Jain temple in the state of Uttar Pradesh

Sarnath Jain Tirth, also called the Shreyanshnath Jain Pilgrimage, is a group of Jain temples in Sarnath. They are located near Dhamek Stupa. The principal surviving temple is a Digambara temple dedicated to Shreyansanatha, the eleventh Tirthankara. The present temple was constructed in 1824, although Jain pilgrimage traditions and textual references indicate a Jain presence at Sarnath considerably earlier.

==History==
Simhapuri, present-day Singhpuri village, is believed to be the birthplace of the Shreyansanatha, the 11th tirthankara. The place also marks four of five Kalyanaka (auspicious events) of Shreyansanatha: Chyavan (tirthankara enter's their mother's womb), Janm (birth), Diksha (renunciation) and Kevala Jnana (omniscience). The Archaeological Survey of India also identifies Sarnath as sacred to Jains because Shreyansanatha is traditionally associated with attaining asceticism and kevala jnana at the site. Mahavira also delivered sermons at Sarnath and Varanasi.
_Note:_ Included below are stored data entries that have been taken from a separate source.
//! Molecule encodings of the layer-2 transaction types submitted through the
//! Polyjuice web3 endpoint.
//!
//! Only the serializing half is needed here: the benchmark never reads these
//! structures back from the chain.

use bytes::Bytes;
use molecule::{pack_number, Number, NUMBER_SIZE};

/// Polyjuice arguments header, `0xFFFFFF` followed by `POLY`.
const POLYJUICE_ARGS_HEADER: &[u8; 7] = b"\xFF\xFF\xFFPOLY";
/// EVMC_CALL
const CALL_KIND_CALL: u8 = 0;
/// EVMC_CREATE
const CALL_KIND_CREATE: u8 = 3;

pub const SIGNATURE_SIZE: usize = 65;

fn table(fields: &[&[u8]]) -> Vec<u8> {
    let header_size = NUMBER_SIZE * (fields.len() + 1);
    let total_size = header_size + fields.iter().map(|f| f.len()).sum::<usize>();
    let mut buf = Vec::with_capacity(total_size);
    buf.extend_from_slice(&pack_number(total_size as Number));
    let mut offset = header_size;
    for field in fields {
        buf.extend_from_slice(&pack_number(offset as Number));
        offset += field.len();
    }
    for field in fields {
        buf.extend_from_slice(field);
    }
    buf
}

/// `fixvec<byte>`
fn bytes(data: &[u8]) -> Vec<u8> {
    let mut buf = Vec::with_capacity(NUMBER_SIZE + data.len());
    buf.extend_from_slice(&pack_number(data.len() as Number));
    buf.extend_from_slice(data);
    buf
}

fn uint32(value: u32) -> [u8; 4] {
    value.to_le_bytes()
}

#[derive(Clone, Debug, PartialEq, Eq)]
pub struct RawL2Transaction {
    pub from_id: u32,
    pub to_id: u32,
    pub nonce: u32,
    pub args: Bytes,
}

impl RawL2Transaction {
    pub fn as_bytes(&self) -> Bytes {
        table(&[
            &uint32(self.from_id)[..],
            &uint32(self.to_id)[..],
            &uint32(self.nonce)[..],
            &bytes(&self.args)[..],
        ])
        .into()
    }
}

#[derive(Clone, Debug, PartialEq, Eq)]
pub struct L2Transaction {
    pub raw: RawL2Transaction,
    pub signature: [u8; SIGNATURE_SIZE],
}

impl L2Transaction {
    pub fn as_bytes(&self) -> Bytes {
        table(&[&self.raw.as_bytes()[..], &self.signature[..]]).into()
    }
}

#[derive(Clone, Debug, PartialEq, Eq)]
pub struct AddressMappingItem {
    pub eth_address: [u8; 20],
    pub gw_short_address: [u8; 20],
}

impl AddressMappingItem {
    fn as_bytes(&self) -> Vec<u8> {
        table(&[&self.eth_address[..], &self.gw_short_address[..]])
    }
}

/// Maps eth addresses used inside call data to godwoken short addresses.
/// The benchmark never aliases addresses, so it always sends an empty one.
#[derive(Clone, Debug, Default, PartialEq, Eq)]
pub struct AddressMapping {
    pub data: Vec<AddressMappingItem>,
}

impl AddressMapping {
    pub fn as_bytes(&self) -> Bytes {
        let items: Vec<Vec<u8>> = self.data.iter().map(|item| item.as_bytes()).collect();
        let item_refs: Vec<&[u8]> = items.iter().map(|item| item.as_slice()).collect();
        // dynvec shares the table layout
        let data = if item_refs.is_empty() {
            pack_number(NUMBER_SIZE as Number).to_vec()
        } else {
            table(&item_refs)
        };
        table(&[&uint32(self.data.len() as u32)[..], &data[..]]).into()
    }
}

#[derive(Clone, Debug, PartialEq, Eq)]
pub struct L2TransactionWithAddressMapping {
    pub tx: L2Transaction,
    pub addresses: AddressMapping,
    pub extra: Bytes,
}

impl L2TransactionWithAddressMapping {
    pub fn new(tx: L2Transaction, addresses: AddressMapping) -> Self {
        Self {
            tx,
            addresses,
            extra: Bytes::new(),
        }
    }

    pub fn as_bytes(&self) -> Bytes {
        table(&[
            &self.tx.as_bytes()[..],
            &self.addresses.as_bytes()[..],
            &bytes(&self.extra)[..],
        ])
        .into()
    }
}

#[derive(Clone, Debug, PartialEq, Eq)]
pub struct RawL2TransactionWithAddressMapping {
    pub raw_tx: RawL2Transaction,
    pub addresses: AddressMapping,
    pub extra: Bytes,
}

impl RawL2TransactionWithAddressMapping {
    pub fn new(raw_tx: RawL2Transaction, addresses: AddressMapping) -> Self {
        Self {
            raw_tx,
            addresses,
            extra: Bytes::new(),
        }
    }

    pub fn as_bytes(&self) -> Bytes {
        table(&[
            &self.raw_tx.as_bytes()[..],
            &self.addresses.as_bytes()[..],
            &bytes(&self.extra)[..],
        ])
        .into()
    }
}

/// The Polyjuice transaction arguments
///
/// see: https://github.com/nervosnetwork/godwoken-polyjuice/blob/main/README.md#polyjuice-arguments
#[derive(Clone, Debug, PartialEq, Eq)]
pub struct PolyjuiceArgs {
    pub is_create: bool,
    pub gas_limit: u64,
    pub gas_price: u128,
    pub value: u128,
    pub input: Bytes,
}

impl PolyjuiceArgs {
    pub fn as_bytes(&self) -> Bytes {
        let mut buf = Vec::with_capacity(52 + self.input.len());
        buf.extend_from_slice(POLYJUICE_ARGS_HEADER);
        buf.push(if self.is_create {
            CALL_KIND_CREATE
        } else {
            CALL_KIND_CALL
        });
        buf.extend_from_slice(&self.gas_limit.to_le_bytes());
        buf.extend_from_slice(&self.gas_price.to_le_bytes());
        buf.extend_from_slice(&self.value.to_le_bytes());
        buf.extend_from_slice(&(self.input.len() as u32).to_le_bytes());
        buf.extend_from_slice(&self.input);
        buf.into()
    }
}

#[cfg(test)]
mod tests {
    use super::*;

    fn raw_tx() -> RawL2Transaction {
        RawL2Transaction {
            from_id: 2,
            to_id: 5,
            nonce: 7,
            args: Bytes::from_static(&[0xaa, 0xbb]),
        }
    }

    #[test]
    fn test_raw_l2_transaction_layout() {
        let data = raw_tx().as_bytes();
        // header: total size + 4 offsets, then 3 * Uint32 + fixvec(2)
        assert_eq!(data.len(), 20 + 12 + 4 + 2);
        assert_eq!(&data[0..4], &(38u32).to_le_bytes());
        assert_eq!(&data[4..8], &(20u32).to_le_bytes());
        assert_eq!(&data[8..12], &(24u32).to_le_bytes());
        assert_eq!(&data[12..16], &(28u32).to_le_bytes());
        assert_eq!(&data[16..20], &(32u32).to_le_bytes());
        assert_eq!(&data[20..24], &2u32.to_le_bytes());
        assert_eq!(&data[24..28], &5u32.to_le_bytes());
        assert_eq!(&data[28..32], &7u32.to_le_bytes());
        assert_eq!(&data[32..36], &2u32.to_le_bytes());
        assert_eq!(&data[36..], &[0xaa, 0xbb]);
    }

    #[test]
    fn test_empty_address_mapping() {
        let data = AddressMapping::default().as_bytes();
        // table header (12) + Uint32 length + empty dynvec (4)
        assert_eq!(
            data.to_vec(),
            vec![20, 0, 0, 0, 12, 0, 0, 0, 16, 0, 0, 0, 0, 0, 0, 0, 4, 0, 0, 0]
        );
    }

    #[test]
    fn test_l2_transaction_with_address_mapping_embeds_signature() {
        let tx = L2Transaction {
            raw: raw_tx(),
            signature: [9u8; SIGNATURE_SIZE],
        };
        let raw_len = tx.raw.as_bytes().len();
        let tx_bytes = tx.as_bytes();
        assert_eq!(tx_bytes.len(), 12 + raw_len + SIGNATURE_SIZE);
        assert_eq!(&tx_bytes[12 + raw_len..], &[9u8; SIGNATURE_SIZE][..]);

        let wrapped = L2TransactionWithAddressMapping::new(tx, AddressMapping::default());
        let data = wrapped.as_bytes();
        assert_eq!(data.len(), 16 + tx_bytes.len() + 20 + 4);
        assert_eq!(&data[16..16 + tx_bytes.len()], &tx_bytes[..]);
        // empty extra
        assert_eq!(&data[data.len() - 4..], &[0, 0, 0, 0]);
    }

    #[test]
    fn test_polyjuice_args_layout() {
        let args = PolyjuiceArgs {
            is_create: false,
            gas_limit: 0xffffff,
            gas_price: 110,
            value: 0,
            input: Bytes::from_static(&[0xa9, 0x05, 0x9c, 0xbb]),
        }
        .as_bytes();
        assert_eq!(args.len(), 56);
        assert_eq!(&args[0..7], b"\xFF\xFF\xFFPOLY");
        assert_eq!(args[7], 0);
        assert_eq!(&args[8..16], &0xffffffu64.to_le_bytes());
        assert_eq!(&args[16..32], &110u128.to_le_bytes());
        assert_eq!(&args[32..48], &0u128.to_le_bytes());
        assert_eq!(&args[48..52], &4u32.to_le_bytes());
        assert_eq!(&args[52..], &[0xa9, 0x05, 0x9c, 0xbb]);
    }
}
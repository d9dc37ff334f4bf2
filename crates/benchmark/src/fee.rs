use std::fmt;

use bytes::Bytes;
use serde::{Deserialize, Serialize};

use crate::account::EthAddress;

/// Used when the node reports the minimal gas price of 1.
pub const DEFAULT_MIN_CURRENT_GAS_PRICE: u128 = 200;
// tier price = current price * RATE / 10
const LOW_RATE_IN_10: u128 = 5;
const EVEN_RATE_IN_10: u128 = 11;
const HIGH_RATE_IN_10: u128 = 20;

const ERC20_TRANSFER_SELECTOR: [u8; 4] = [0xa9, 0x05, 0x9c, 0xbb];
const ERC20_BALANCE_OF_SELECTOR: [u8; 4] = [0x70, 0xa0, 0x82, 0x31];
/// Not a method of the ERC20 contract, the call reverts.
pub const WRONG_BALANCE_OF_SELECTOR: [u8; 4] = [0x70, 0xa0, 0x82, 0x32];

#[derive(Clone, Copy, Debug, PartialEq, Eq, Hash, PartialOrd, Ord, Serialize, Deserialize)]
pub enum GasPriceTier {
    Low,
    Even,
    High,
}

impl GasPriceTier {
    pub const ALL: [GasPriceTier; 3] = [GasPriceTier::Low, GasPriceTier::Even, GasPriceTier::High];
}

impl fmt::Display for GasPriceTier {
    fn fmt(&self, f: &mut fmt::Formatter<'_>) -> fmt::Result {
        let s = match self {
            GasPriceTier::Low => "low",
            GasPriceTier::Even => "even",
            GasPriceTier::High => "high",
        };
        write!(f, "{}", s)
    }
}

/// Round-robin tier of the `index`th account.
pub fn tier_for_index(index: usize) -> GasPriceTier {
    GasPriceTier::ALL[index % GasPriceTier::ALL.len()]
}

#[derive(Clone, Copy, Debug, PartialEq, Eq)]
pub struct GasPriceTiers {
    pub low: u128,
    pub even: u128,
    pub high: u128,
}

impl GasPriceTiers {
    pub fn from_network_price(gas_price: u128) -> Self {
        let current = if gas_price == 1 {
            DEFAULT_MIN_CURRENT_GAS_PRICE
        } else {
            gas_price
        };
        Self {
            low: current * LOW_RATE_IN_10 / 10,
            even: current * EVEN_RATE_IN_10 / 10,
            high: current * HIGH_RATE_IN_10 / 10,
        }
    }

    pub fn price(&self, tier: GasPriceTier) -> u128 {
        match tier {
            GasPriceTier::Low => self.low,
            GasPriceTier::Even => self.even,
            GasPriceTier::High => self.high,
        }
    }
}

fn abi_address(address: &EthAddress) -> [u8; 32] {
    let mut word = [0u8; 32];
    word[12..].copy_from_slice(address);
    word
}

fn abi_uint(value: u128) -> [u8; 32] {
    let mut word = [0u8; 32];
    word[16..].copy_from_slice(&value.to_be_bytes());
    word
}

/// `transfer(address,uint256)`
pub fn erc20_transfer_data(to: &EthAddress, amount: u128) -> Bytes {
    let mut data = ERC20_TRANSFER_SELECTOR.to_vec();
    data.extend_from_slice(&abi_address(to));
    data.extend_from_slice(&abi_uint(amount));
    data.into()
}

/// `balanceOf(address)`
pub fn erc20_balance_of_data(owner: &EthAddress) -> Bytes {
    erc20_call_data(ERC20_BALANCE_OF_SELECTOR, owner)
}

pub fn erc20_call_data(selector: [u8; 4], address: &EthAddress) -> Bytes {
    let mut data = selector.to_vec();
    data.extend_from_slice(&abi_address(address));
    data.into()
}

#[cfg(test)]
mod tests {
    use super::*;

    #[test]
    fn test_tier_round_robin() {
        assert_eq!(tier_for_index(0), GasPriceTier::Low);
        assert_eq!(tier_for_index(1), GasPriceTier::Even);
        assert_eq!(tier_for_index(2), GasPriceTier::High);
        for n in 3..40 {
            let tiers: Vec<GasPriceTier> = (0..n).map(tier_for_index).collect();
            for group in tiers.windows(3) {
                let mut group = group.to_vec();
                group.sort();
                assert_eq!(group, GasPriceTier::ALL.to_vec());
            }
        }
    }

    #[test]
    fn test_gas_price_tiers() {
        let tiers = GasPriceTiers::from_network_price(1000);
        assert_eq!(tiers.price(GasPriceTier::Low), 500);
        assert_eq!(tiers.price(GasPriceTier::Even), 1100);
        assert_eq!(tiers.price(GasPriceTier::High), 2000);

        let tiers = GasPriceTiers::from_network_price(1);
        assert_eq!(
            tiers,
            GasPriceTiers {
                low: 100,
                even: 220,
                high: 400
            }
        );
    }

    #[test]
    fn test_erc20_transfer_data() {
        let data = erc20_transfer_data(&[0x11; 20], 1);
        let expected = format!(
            "a9059cbb000000000000000000000000{}{}",
            "11".repeat(20),
            format!("{:064x}", 1)
        );
        assert_eq!(hex::encode(&data), expected);
    }

    #[test]
    fn test_erc20_balance_of_data() {
        let data = erc20_balance_of_data(&[0x22; 20]);
        assert_eq!(data.len(), 36);
        assert_eq!(&data[..4], &[0x70, 0xa0, 0x82, 0x31]);
        assert_eq!(&data[16..], &[0x22; 20][..]);
    }
}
Jain association with Sarnath predates the construction of the present temple. A Jain pilgrimage text associated with Jinaprabha Suri refers to a Jain religious site in the vicinity of a Buddhist sanctuary called Dharmeksha, identified with the present Dhamek Stupa at Sarnath. This textual reference provides evidence that Sarnath continued to be known within Jain pilgrimage geography during the medieval period, long before construction of the present Digambara temple.

The ruins near a relatively new Digambara temple are of an ancient Jain temple erected by the Śvetāmbaras. The French traveller Louis Rousselet, who visited India in the 19th century, recorded the remains of the earlier Jain establishment near the modern temple.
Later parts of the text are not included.